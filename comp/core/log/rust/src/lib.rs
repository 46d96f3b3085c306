// Unless explicitly stated otherwise all files in this repository are licensed
// under the Apache License Version 2.0.
// This product includes software developed at Datadog (https://www.datadoghq.com/).
// Copyright 2026-present Datadog, Inc.

//! Agent-style `log` backend.
//!
//! Every record is rendered on a single line using the agent log layout:
//!
//! ```text
//! 2026-10-19 08:15:02 UTC | HOTDEPLOY | INFO | (src/pipeline.rs:88 in hotdeploy::pipeline) | build succeeded
//! ```
//!
//! INFO, DEBUG and TRACE go to stdout, WARN and ERROR go to stderr. When a log
//! file is configured every line is also appended to it.

use std::fmt;
use std::fs::{File, OpenOptions};
use std::io::{self, Write};
use std::path::{Path, PathBuf};
use std::sync::Mutex;

use log::{Level, LevelFilter, Log, Metadata, Record};
use time::OffsetDateTime;
use time::macros::format_description;

#[derive(Debug)]
pub enum InitError {
    Io { path: PathBuf, source: io::Error },
    AlreadySet(log::SetLoggerError),
}

impl fmt::Display for InitError {
    fn fmt(&self, f: &mut fmt::Formatter<'_>) -> fmt::Result {
        match self {
            InitError::Io { path, source } => {
                write!(f, "could not open log file {}: {source}", path.display())
            }
            InitError::AlreadySet(e) => write!(f, "logger already initialized: {e}"),
        }
    }
}

impl std::error::Error for InitError {
    fn source(&self) -> Option<&(dyn std::error::Error + 'static)> {
        match self {
            InitError::Io { source, .. } => Some(source),
            InitError::AlreadySet(e) => Some(e),
        }
    }
}

pub struct Builder {
    logger_name: String,
    level: LevelFilter,
    log_file: Option<PathBuf>,
}

impl Builder {
    pub fn new(logger_name: &str) -> Self {
        Self {
            logger_name: logger_name.to_ascii_uppercase(),
            level: LevelFilter::Info,
            log_file: None,
        }
    }

    pub fn level(mut self, level: LevelFilter) -> Self {
        self.level = level;
        self
    }

    pub fn log_file(mut self, path: Option<&Path>) -> Self {
        self.log_file = path.map(Path::to_path_buf);
        self
    }

    pub fn build(self) -> Result<AgentLogger, InitError> {
        let file = match self.log_file {
            Some(path) => {
                let file = OpenOptions::new()
                    .create(true)
                    .append(true)
                    .open(&path)
                    .map_err(|source| InitError::Io { path, source })?;
                Some(Mutex::new(file))
            }
            None => None,
        };
        Ok(AgentLogger {
            logger_name: self.logger_name,
            level: self.level,
            file,
        })
    }

    /// Build the logger and install it as the global `log` backend.
    pub fn init(self) -> Result<(), InitError> {
        let logger = self.build()?;
        let level = logger.level;
        log::set_boxed_logger(Box::new(logger)).map_err(InitError::AlreadySet)?;
        log::set_max_level(level);
        Ok(())
    }
}

pub struct AgentLogger {
    logger_name: String,
    level: LevelFilter,
    file: Option<Mutex<File>>,
}

impl Log for AgentLogger {
    fn enabled(&self, metadata: &Metadata) -> bool {
        metadata.level() <= self.level
    }

    fn log(&self, record: &Record) {
        if !self.enabled(record.metadata()) {
            return;
        }
        let line = format_line(&self.logger_name, record, OffsetDateTime::now_utc());

        // Console write failures (closed pipe, detached terminal) are not
        // reportable anywhere, so they are dropped.
        let _ = match record.level() {
            Level::Error | Level::Warn => writeln!(io::stderr().lock(), "{line}"),
            _ => writeln!(io::stdout().lock(), "{line}"),
        };

        if let Some(file) = &self.file
            && let Ok(mut file) = file.lock()
        {
            let _ = writeln!(file, "{line}");
        }
    }

    fn flush(&self) {
        let _ = io::stdout().flush();
        let _ = io::stderr().flush();
        if let Some(file) = &self.file
            && let Ok(mut file) = file.lock()
        {
            let _ = file.flush();
        }
    }
}

/// Render one record in the agent log layout.
pub fn format_line(logger_name: &str, record: &Record, now: OffsetDateTime) -> String {
    let timestamp = now
        .format(format_description!(
            "[year]-[month]-[day] [hour]:[minute]:[second]"
        ))
        .unwrap_or_else(|_| String::from("0000-00-00 00:00:00"));

    let location = match (record.file(), record.line()) {
        (Some(file), Some(line)) => format!("{file}:{line}"),
        (Some(file), None) => file.to_string(),
        _ => String::from("unknown"),
    };
    let module = record.module_path().unwrap_or("unknown");

    format!(
        "{timestamp} UTC | {logger_name} | {} | ({location} in {module}) | {}",
        record.level(),
        record.args()
    )
}

/// Parse a level name as accepted on the command line (`info`, `WARN`, `off`...).
pub fn parse_level(value: &str) -> Option<LevelFilter> {
    match value.trim().to_ascii_lowercase().as_str() {
        "off" | "none" => Some(LevelFilter::Off),
        "error" => Some(LevelFilter::Error),
        "warn" | "warning" => Some(LevelFilter::Warn),
        "info" => Some(LevelFilter::Info),
        "debug" => Some(LevelFilter::Debug),
        "trace" => Some(LevelFilter::Trace),
        _ => None,
    }
}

+ + + + +

> [Problem details]
Report how many lines of the entries above contain "Result", and give no other output.

> [Task solution]
3